O assunto virou piada nos talk shows da TV e em um deles, o humorista Bill Maher, assumiu a defesa de Rosen, vendo na frase dela uma outra interpretação não ofensiva à mulher do candidato republicano: “Ann Romney nunca ficou um dia fora de casa sem trabalhar”.

I love Fidel Castro

Em Miami, você corre o risco de perder o emprego se disser que admira Fidel Castro. Quem caiu nessa foi o técnico da equipe de beisebol dos Marlins. O venezuelano-americano, Ozzie Guillen, declarou à revista Time que ama Fidel Castro.

Foi o bastante para que centenas de exilados cubano-americanos ocupassem as ruas protestar e pedir a cabeça de Guillen. Uma situação tremendamente delicada para os dirigentes do Marlins, que contam com o apoio da poderosa comunidade cubana em Miami para encher seu belíssimo estádio recentemente inaugurado.

Guillen pediu desculpas não sei quantas vezes e na última coletiva de imprensa alegou que houve um erro de interpretação do repórter da Time, por causa de seu sotaque espanhol. Disse apenas que admirava o tempo em que Fidel estava à frente do governo cubano.
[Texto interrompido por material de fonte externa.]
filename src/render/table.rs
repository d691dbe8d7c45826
use colored::Colorize;
use prettytable::{Cell, Row, Table};

use crate::declare::QuoteRecord;

/// 表格的欄位，最前面另有自動編號欄
pub const HEADERS: [&str; 7] = ["Code", "Name", "Yesterday", "Current", "Open", "High", "Low"];

/// 相對於昨收的漲跌幅 (%)，四捨五入到小數第二位
///
/// 昨收為零時沒有基準，一律回傳 0。
pub fn percent_change(price: f64, pre_close: f64) -> f64 {
    if pre_close == 0.0 || !pre_close.is_finite() || !price.is_finite() {
        return 0.0;
    }

    let pct = ((price - pre_close) / pre_close * 10000.0).round() / 100.0;
    // 避免印出 -0.00%
    if pct == 0.0 {
        0.0
    } else {
        pct
    }
}

/// 一筆報價相對於昨收的四個漲跌幅
#[derive(Debug, Clone, Copy, PartialEq)]
pub struct Deltas {
    pub close: f64,
    pub open: f64,
    pub high: f64,
    pub low: f64,
}

impl Deltas {
    pub fn of(record: &QuoteRecord) -> Self {
        Deltas {
            close: percent_change(record.close, record.pre_close),
            open: percent_change(record.open, record.pre_close),
            high: percent_change(record.high, record.pre_close),
            low: percent_change(record.low, record.pre_close),
        }
    }
}

/// `9.760 [-3.08%]`
fn price_text(price: f64, pct: f64) -> String {
    format!("{:.3} [{:.2}%]", price, pct)
}

/// 漲為紅、跌為綠、平盤不上色
fn price_cell(price: f64, pct: f64, colorize: bool) -> Cell {
    let text = price_text(price, pct);
    let text = match (colorize, pct) {
        (true, p) if p > 0.0 => text.red().to_string(),
        (true, p) if p < 0.0 => text.green().to_string(),
        _ => text,
    };

    Cell::new(&text).style_spec("r")
}

/// 將報價轉成對齊好的文字表格，結尾不含換行
pub fn build(records: &[QuoteRecord], colorize: bool) -> String {
    let mut table = Table::new();

    let mut titles = vec![Cell::new("#").style_spec("c")];
    titles.extend(HEADERS.iter().map(|h| Cell::new(h).style_spec("c")));
    table.set_titles(Row::new(titles));

    for (index, record) in records.iter().enumerate() {
        let deltas = Deltas::of(record);
        table.add_row(Row::new(vec![
            Cell::new(&(index + 1).to_string()).style_spec("r"),
            Cell::new(&record.code),
            Cell::new(&record.name),
            Cell::new(&format!("{:.3}", record.pre_close)).style_spec("r"),
            price_cell(record.close, deltas.close, colorize),
            price_cell(record.open, deltas.open, colorize),
            price_cell(record.high, deltas.high, colorize),
            price_cell(record.low, deltas.low, colorize),
        ]));
    }

    table
        .to_string()
        .trim_end_matches(['\r', '\n'])
        .to_string()
}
A desculpa certamente não colou e, diante da pressão dos torcedores, a direção decidiu pela suspensão de Guillen por cinco jogos, numa tentativa de acalmar os ânimos dos manifestantes. Nesta segunda-feira, ele voltou ao banco de técnico, mas não se sabe por quanto tempo, só o futuro dirá se alguma sequela vai ficar do episódio.
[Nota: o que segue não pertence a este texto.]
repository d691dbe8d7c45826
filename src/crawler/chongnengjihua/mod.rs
//! # 充能計畫 ETF 報價模組
//!
//! 透過基本面行情介面取得場內 ETF 的即時價格。
//!
//! ## 站點資訊
//!
//! - 來源域名：`hq.chongnengjihua.com`
//! - 存取方式：HTTP GET，不需要 token
//! - 價格以千分之一元的整數回覆

use reqwest::Client;

/// ETF 基本面報價子模組。
pub mod fundamentals;

/// ETF 報價採集器。
pub struct ChongNeng {
    client: Client,
    url: String,
}

impl ChongNeng {
    pub fn new(client: Client, url: String) -> Self {
        ChongNeng { client, url }
    }
}
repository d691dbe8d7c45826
pub mod http;
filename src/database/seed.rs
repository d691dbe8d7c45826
use anyhow::Result;
use rand::Rng;

use crate::{
    database::{
        table::{
            stock::Stock,
            stock_data::StockData,
            stock_target::StockTarget,
        },
        Sqlite,
    },
    export::period::PERIODS,
    logging,
};

/// 資料庫沒有指標時建立的預設指標
const DEFAULT_TARGETS: [&str; 9] = [
    "营业总收入",
    "营业收入",
    "营业成本",
    "营业利润",
    "利润总额",
    "净利润",
    "基本每股收益",
    "净资产收益率",
    "经营活动现金流量净额",
];

/// 以亂數填入示範用的財報數值，回傳新增的筆數
///
/// 沒有指標時先建立預設指標，公司不足 `stocks` 家時補齊，
/// 再為前 `stocks` 家公司的每一個期別、每一個指標寫入 0 到 99 的整數。
pub async fn run(db: &Sqlite, stocks: usize) -> Result<u64> {
    let mut targets = StockTarget::fetch_all(db.pool()).await?;
    if targets.is_empty() {
        for name in DEFAULT_TARGETS {
            StockTarget::new(name.to_string()).upsert(db.pool()).await?;
        }
        targets = StockTarget::fetch_all(db.pool()).await?;
    }

    let existing = Stock::list_active(db.pool(), None).await?.len();
    for index in existing..stocks {
        Stock::new(format!("股票{}", index + 1))
            .insert(db.pool())
            .await?;
    }

    let active = Stock::list_active(db.pool(), Some(stocks as i64)).await?;
    let mut rng = rand::rng();
    let mut entities = Vec::with_capacity(active.len() * PERIODS.len() * targets.len());

    for stock in &active {
        for period in PERIODS {
            for target in &targets {
                entities.push(StockData::new(
                    stock.id,
                    period.to_string(),
                    target.id,
                    rng.random_range(0..100) as f64,
                ));
            }
        }
    }

    let affected = StockData::insert_many(db.pool(), &entities).await?;
    logging::info_file_async(format!(
        "seed {} rows for {} stocks and {} targets",
        affected,
        active.len(),
        targets.len()
    ));

    Ok(affected)
}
Cito mais uma vez o humorista Bill Maher, que apresenta o talk show “Real Time”. Ele defendeu a liberdade de expressão e alfinetou os manifestantes com uma frase sarcástica:

“Se você disser alguma coisa que os comunistas não gostam, você perde o emprego e é mandado para um campo de re-educação e só sai de lá quando sua opinião for aprovada”.